Mir gefällt das Bild, das uns Jesus mit seinen Worten vom wahren Weinstock vor unsere Augen malt, ein starkes Bild für Zusammengehörigkeit und Zusammenwachsen, zugleich eine Warnung vor dem “Ohne-mich” oder “Nur-ich-allein”-Standpunkt: Alle haben einen Platz, und niemand ist unwichtig, geringer, weniger oder mehr Wert, wir gehören zusammen, können wachsen und zusammenwachsen.

Und die Frucht, die Früchte? – Wir können sie mit dem Handeln der Kirche in Nächstenliebe, Diakonie und lebenspraktischer Antwort auf die Herausforderungen unserer Zeit in Verbindung bringen. “Wir wollen leben, was wir glauben”, ist ein Leitsatz in der Diakonie. In einem Glaubensbekenntnis heißt es: “Ich glaube an Jesus von Nazareth, den Lebendigen… Jesus von Nazareth heißt mich hoffen, dass Menschen miteinander leben können, ohne sich gegenseitig auszustechen… und klein zu machen. Er heißt mich hoffen, dass die Menschen die Erde nicht zerstören werden. Deshalb glaube ich an eine Kirche der Zukunft, an eine Kirche, in der sich die Gebeugten aufrichten können, Hungernde satt werden und Traurige wieder atmen können…”

Dieser Bibeltext erinnert uns an das Sorgen Gottes für uns. Mit seinem Gleichnis vom Weinstock will Jesus in uns das Vertrauen wecken: Gott wird wie ein Weingärtner Sorgfalt walten lassen, auch beim Beschneiden, Wegnehmen und Reinigen der Reben. Es sind Bilder der Veränderungen zum Guten hin, Bilder der ständigen, immer wieder möglichen Erneuerung, die uns tiefer sehen lassen, auch wenn wir das Gute nicht immer auf den ersten Blick erkennen.
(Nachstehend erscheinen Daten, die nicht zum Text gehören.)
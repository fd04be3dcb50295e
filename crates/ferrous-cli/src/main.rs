use anyhow::{Context, Result};
use clap::{Args, Parser, Subcommand};
use ferrous_synch::synchtest::{self, SynchTestConfig, SynchTestError, SynchTestReport};
use ferrous_synch::{Uniprocessor, UniprocessorConfig};
use log::info;
use std::sync::Arc;

#[derive(Parser)]
#[command(author, version, about, long_about = None)]
struct Cli {
    /// Kernel heap size in bytes
    #[arg(long, global = true, default_value_t = 1024 * 1024)]
    heap_bytes: usize,

    #[command(subcommand)]
    command: Commands,
}

#[derive(Args, Clone)]
struct TestArgs {
    /// Number of kernel threads to start
    #[arg(long, default_value_t = 32)]
    threads: usize,

    /// Iterations per thread
    #[arg(long, default_value_t = 120)]
    loops: usize,

    /// Do not yield at random points inside critical sections
    #[arg(long)]
    no_stir: bool,
}

impl From<TestArgs> for SynchTestConfig {
    fn from(args: TestArgs) -> Self {
        Self {
            threads: args.threads,
            loops: args.loops,
            stir: !args.no_stir,
        }
    }
}

#[derive(Subcommand)]
enum Commands {
    /// Semaphore test
    Sy1(TestArgs),
    /// Lock test
    Sy2(TestArgs),
    /// Condition variable test
    Sy3(TestArgs),
    /// Run sy1, sy2 and sy3 in order
    All(TestArgs),
}

type SynchTest =
    fn(&Arc<Uniprocessor>, &SynchTestConfig) -> Result<SynchTestReport, SynchTestError>;

const SEMTEST: (&str, SynchTest) = ("sy1", synchtest::semtest);
const LOCKTEST: (&str, SynchTest) = ("sy2", synchtest::locktest);
const CVTEST: (&str, SynchTest) = ("sy3", synchtest::cvtest);

fn run(cpu: &Arc<Uniprocessor>, tests: &[(&str, SynchTest)], args: TestArgs) -> Result<()> {
    let config = SynchTestConfig::from(args);
    for (name, test) in tests {
        info!("running {}", name);
        let report = test(cpu, &config).with_context(|| format!("{name} failed"))?;
        println!("{report}");
    }
    Ok(())
}

fn main() -> Result<()> {
    env_logger::init();

    let cli = Cli::parse();
    let cpu = Uniprocessor::new(UniprocessorConfig {
        heap_bytes: cli.heap_bytes,
    });

    match cli.command {
        Commands::Sy1(args) => run(&cpu, &[SEMTEST], args),
        Commands::Sy2(args) => run(&cpu, &[LOCKTEST], args),
        Commands::Sy3(args) => run(&cpu, &[CVTEST], args),
        Commands::All(args) => run(&cpu, &[SEMTEST, LOCKTEST, CVTEST], args),
    }
}
pub mod scheduler;
pub mod tcb;
pub mod uniproc;
pub mod wchan;

use crate::memory::KernelHeap;
use crate::platform::{Ipl, Platform};
use crate::types::{ProcessorId, ThreadHandle};
use core::cell::Cell;
use core::fmt;
use log::debug;
use std::sync::Arc;

/// Execution context of one kernel thread.
///
/// Every synchronization operation receives the context of the thread
/// performing it; there is no global "current thread".
pub struct ThreadContext {
    platform: Arc<dyn Platform>,
    processor: ProcessorId,
    handle: ThreadHandle,
    name: String,
    in_interrupt: Cell<bool>,
}

impl ThreadContext {
    /// Register the calling host thread with `platform` as a kernel thread.
    pub fn attach(platform: Arc<dyn Platform>, name: &str) -> Self {
        let processor = platform.processor();
        let handle = platform.thread_attach(name);
        debug!("{} ({}) attached to {}", handle, name, processor);
        Self {
            platform,
            processor,
            handle,
            name: name.to_string(),
            in_interrupt: Cell::new(false),
        }
    }

    pub fn handle(&self) -> ThreadHandle {
        self.handle
    }

    pub fn name(&self) -> &str {
        &self.name
    }

    /// Processor this thread runs on.
    pub fn processor(&self) -> ProcessorId {
        self.processor
    }

    pub fn platform(&self) -> &dyn Platform {
        self.platform.as_ref()
    }

    pub fn heap(&self) -> &KernelHeap {
        self.platform.heap()
    }

    /// True while this thread is running an interrupt handler.
    pub fn in_interrupt(&self) -> bool {
        self.in_interrupt.get()
    }

    /// Raise the interrupt level until the returned guard is dropped.
    pub fn splhigh(&self) -> SplGuard<'_> {
        let prior = self.platform.splhigh(self.handle);
        SplGuard { cx: self, prior }
    }

    /// Run `handler` as an interrupt handler: at raised level, with blocking
    /// forbidden.
    pub fn interrupt<R>(&self, handler: impl FnOnce(&ThreadContext) -> R) -> R {
        let _spl = self.splhigh();
        assert!(
            !self.in_interrupt.get(),
            "{} ({}): nested interrupt",
            self.handle,
            self.name
        );
        let _frame = InterruptFrame::enter(self);
        handler(self)
    }

    pub fn yield_now(&self) {
        self.platform.thread_yield(self.handle);
    }
}

impl Drop for ThreadContext {
    fn drop(&mut self) {
        debug!("{} ({}) exiting", self.handle, self.name);
        self.platform.thread_exit(self.handle);
    }
}

impl fmt::Debug for ThreadContext {
    fn fmt(&self, f: &mut fmt::Formatter<'_>) -> fmt::Result {
        f.debug_struct("ThreadContext")
            .field("processor", &self.processor)
            .field("handle", &self.handle)
            .field("name", &self.name)
            .field("in_interrupt", &self.in_interrupt.get())
            .finish()
    }
}

struct InterruptFrame<'a> {
    cx: &'a ThreadContext,
}

impl<'a> InterruptFrame<'a> {
    fn enter(cx: &'a ThreadContext) -> Self {
        cx.in_interrupt.set(true);
        Self { cx }
    }
}

impl Drop for InterruptFrame<'_> {
    fn drop(&mut self) {
        self.cx.in_interrupt.set(false);
    }
}

/// Proof that the interrupt level is raised. Restores the prior level on
/// drop, unwinding included.
pub struct SplGuard<'a> {
    cx: &'a ThreadContext,
    prior: Ipl,
}

impl<'a> SplGuard<'a> {
    pub fn context(&self) -> &'a ThreadContext {
        self.cx
    }

    /// Level that will be restored when this guard goes away.
    pub fn prior(&self) -> Ipl {
        self.prior
    }

    /// Panic unless the guard's thread runs on `owner`.
    ///
    /// A raised level only excludes threads of the same processor, so
    /// objects created on one processor must never be touched from another.
    pub fn assert_on(&self, owner: ProcessorId, object: impl fmt::Display) {
        if self.cx.processor != owner {
            panic!(
                "{}: used by {} on {}, belongs to {}",
                object, self.cx.handle, self.cx.processor, owner
            );
        }
    }
}

impl Drop for SplGuard<'_> {
    fn drop(&mut self) {
        self.cx.platform.splx(self.cx.handle, self.prior);
    }
}

#[cfg(test)]
mod tests {
    use super::uniproc::{Uniprocessor, UniprocessorConfig};
    use crate::platform::{Ipl, Platform};

    #[test]
    fn spl_nests_and_restores() {
        let cpu = Uniprocessor::new(UniprocessorConfig::default());
        let cx = cpu.attach("main");

        let outer = cx.splhigh();
        assert_eq!(outer.prior(), Ipl::LOW);
        {
            let inner = cx.splhigh();
            assert_eq!(inner.prior(), Ipl::HIGH);
        }
        assert_eq!(cpu.level_owner(), Some(cx.handle()));
        drop(outer);
        assert_eq!(cpu.level_owner(), None);
    }

    #[test]
    fn interrupt_flag_is_scoped_to_handler() {
        let cpu = Uniprocessor::new(UniprocessorConfig::default());
        let cx = cpu.attach("main");

        assert!(!cx.in_interrupt());
        let seen = cx.interrupt(|icx| icx.in_interrupt());
        assert!(seen);
        assert!(!cx.in_interrupt());
        assert_eq!(cpu.level_owner(), None);
    }

    #[test]
    #[should_panic(expected = "belongs to")]
    fn guard_rejects_objects_of_another_processor() {
        let home = Uniprocessor::new(UniprocessorConfig::default());
        let away = Uniprocessor::new(UniprocessorConfig::default());
        let cx = away.attach("stranger");

        let spl = cx.splhigh();
        spl.assert_on(home.processor(), "object");
    }

    #[test]
    fn guard_restores_level_when_unwinding() {
        let cpu = Uniprocessor::new(UniprocessorConfig::default());
        let cx = cpu.attach("main");

        let result = std::panic::catch_unwind(std::panic::AssertUnwindSafe(|| {
            let _spl = cx.splhigh();
            panic!("fault at raised level");
        }));
        assert!(result.is_err());
        assert_eq!(cpu.level_owner(), None);
    }
}
#[tokio::test]
async fn result_write_failure_still_reports_the_finished_score() {
    // Arrange: quizzes and enrollments live in memory, result writes fail.
    let memory = Arc::new(MemoryStore::new());
    let services = Services {
        directory: memory.clone(),
        results: Arc::new(FailingResultStore),
        registry: memory,
    };
    let address = spawn_app_with(services).await;
    let client = reqwest::Client::new();
    let code = seed_quiz(&client, &address, &[]).await;
    let student_id = Uuid::new_v4();

    let body: serde_json::Value = join(&client, &address, &code, student_id)
        .await
        .json()
        .await
        .unwrap();
    let session_id = body["session_id"].as_str().unwrap().to_string();

    // Act: answer both questions correctly and submit.
    client
        .post(format!("{}/api/sessions/{}/answer", address, session_id))
        .json(&serde_json::json!({ "answer": "56" }))
        .send()
        .await
        .unwrap();
    client
        .post(format!("{}/api/sessions/{}/advance", address, session_id))
        .send()
        .await
        .unwrap();
    client
        .post(format!("{}/api/sessions/{}/answer", address, session_id))
        .json(&serde_json::json!({ "answer": "3" }))
        .send()
        .await
        .unwrap();
    let response = client
        .post(format!("{}/api/sessions/{}/advance", address, session_id))
        .send()
        .await
        .unwrap();

    // Assert: the failed write is swallowed; the student still sees the
    // finished state and their local score.
    assert_eq!(response.status().as_u16(), 200);
    let advance: serde_json::Value = response.json().await.unwrap();
    assert_eq!(advance["finished"], true);
    assert_eq!(advance["score"], 100.0);

    // Nothing was recorded.
    let history: serde_json::Value = client
        .get(format!("{}/api/results/student/{}", address, student_id))
        .send()
        .await
        .unwrap()
        .json()
        .await
        .unwrap();
    assert_eq!(history.as_array().unwrap().len(), 0);

    // With no record in the store, the attempt is not even blocked from
    // being retried.
    let response = join(&client, &address, &code, student_id).await;
    assert_eq!(response.status().as_u16(), 201);
}
// src/services/memory.rs

use std::collections::BTreeSet;
use std::sync::RwLock;

use async_trait::async_trait;
use uuid::Uuid;

use crate::{
    error::AppError,
    models::{class::Enrollment, quiz::Quiz, result::QuizResult},
    services::{ClassRegistry, QuizDirectory, ResultStore},
};

/// In-memory implementation of all three collaborator traits.
///
/// Backs database-less runs and the integration tests. Plain vectors
/// behind RwLocks are plenty at this scale; the result-store write lock
/// makes the insert-if-absent check atomic, matching the Postgres
/// backend's unique-index behavior.
#[derive(Default)]
pub struct MemoryStore {
    quizzes: RwLock<Vec<Quiz>>,
    results: RwLock<Vec<QuizResult>>,
    enrollments: RwLock<Vec<Enrollment>>,
}

impl MemoryStore {
    pub fn new() -> Self {
        Self::default()
    }
}

fn lock_error() -> AppError {
    AppError::InternalServerError("In-memory store lock poisoned".to_string())
}

#[async_trait]
impl QuizDirectory for MemoryStore {
    async fn find_quiz_by_code(&self, code: &str) -> Result<Option<Quiz>, AppError> {
        let quizzes = self.quizzes.read().map_err(|_| lock_error())?;
        Ok(quizzes.iter().find(|q| q.code == code).cloned())
    }

    async fn insert_quiz(&self, quiz: &Quiz) -> Result<(), AppError> {
        let mut quizzes = self.quizzes.write().map_err(|_| lock_error())?;
        if quizzes.iter().any(|q| q.code == quiz.code) {
            return Err(AppError::InternalServerError(format!(
                "Duplicate room code '{}'",
                quiz.code
            )));
        }
        quizzes.push(quiz.clone());
        Ok(())
    }

    async fn list_quizzes(&self) -> Result<Vec<Quiz>, AppError> {
        let quizzes = self.quizzes.read().map_err(|_| lock_error())?;
        Ok(quizzes.clone())
    }
}

#[async_trait]
impl ResultStore for MemoryStore {
    async fn has_result(&self, student_id: Uuid, quiz_id: Uuid) -> Result<bool, AppError> {
        let results = self.results.read().map_err(|_| lock_error())?;
        Ok(results
            .iter()
            .any(|r| r.student_id == student_id && r.quiz_id == quiz_id))
    }

    async fn save_result(&self, result: &QuizResult) -> Result<bool, AppError> {
        let mut results = self.results.write().map_err(|_| lock_error())?;
        let exists = results
            .iter()
            .any(|r| r.student_id == result.student_id && r.quiz_id == result.quiz_id);
        if exists {
            return Ok(false);
        }
        results.push(result.clone());
        Ok(true)
    }

    async fn results_for_quiz(&self, quiz_id: Uuid) -> Result<Vec<QuizResult>, AppError> {
        let results = self.results.read().map_err(|_| lock_error())?;
        let mut rows: Vec<QuizResult> = results
            .iter()
            .filter(|r| r.quiz_id == quiz_id)
            .cloned()
            .collect();
        rows.sort_by(|a, b| b.submitted_at.cmp(&a.submitted_at));
        Ok(rows)
    }

    async fn results_for_student(&self, student_id: Uuid) -> Result<Vec<QuizResult>, AppError> {
        let results = self.results.read().map_err(|_| lock_error())?;
        let mut rows: Vec<QuizResult> = results
            .iter()
            .filter(|r| r.student_id == student_id)
            .cloned()
            .collect();
        rows.sort_by(|a, b| b.submitted_at.cmp(&a.submitted_at));
        Ok(rows)
    }

    async fn publish_quiz_results(&self, quiz_id: Uuid, published: bool) -> Result<u64, AppError> {
        let mut results = self.results.write().map_err(|_| lock_error())?;
        let mut affected = 0;
        for r in results.iter_mut().filter(|r| r.quiz_id == quiz_id) {
            r.published = published;
            affected += 1;
        }
        Ok(affected)
    }
}

#[async_trait]
impl ClassRegistry for MemoryStore {
    async fn classes_for_student(&self, student_id: Uuid) -> Result<BTreeSet<String>, AppError> {
        let enrollments = self.enrollments.read().map_err(|_| lock_error())?;
        Ok(enrollments
            .iter()
            .filter(|e| e.student_id == student_id)
            .map(|e| e.class_name.clone())
            .collect())
    }

    async fn enroll(&self, enrollment: &Enrollment) -> Result<(), AppError> {
        let mut enrollments = self.enrollments.write().map_err(|_| lock_error())?;
        let exists = enrollments
            .iter()
            .any(|e| e.student_id == enrollment.student_id && e.class_name == enrollment.class_name);
        if !exists {
            enrollments.push(enrollment.clone());
        }
        Ok(())
    }
}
Wir können leicht mutlos werden, wenn unsere Aktionen nicht den erhofften Erfolg haben. Aber bedenken wir: Schon ein einziger Weinstock, eine einzige Rebe, Beere oder Traube können köstlichen Wein hervorbringen, der „des Menschen Herz erfreut“ (Psalm 104). Es kommt nicht auf die Masse an, sondern dass ein einzelner Mensch erkennt, wohin er gehört. “Eine Traube von Gott füllt alle Krüge mit Wein” (J. G. Hamann), und viele Beeren ergeben eine Traube. „Eins laß uns sein wie Beeren einer Traube, dass die Welt glaube“, heißt es in einem Lied (EG 227,5). Was immer sich verändert und ändern muss oder gegen unseren Willen geschieht und uns enttäuscht – eine Kirche, eine Gemeinde, die Gott vertraut und mit Jesus in Verbindung bleibt, hat Zukunft und bringt in der Kraft des Heiligen Geistes reiche Frucht. „Die Frucht des Geistes aber“, schreibt der Apostel Paulus, „ist Liebe, Freude, Friede, Langmut, Freundlichkeit, Güte, Treue, Sanftmut und Selbstbeherrschung“. Indem wir uns daran stets von Neuem orientieren, ehren und loben wir Gott. „Jubilate Deo“. Stimmen wir ein! (EG 181.7)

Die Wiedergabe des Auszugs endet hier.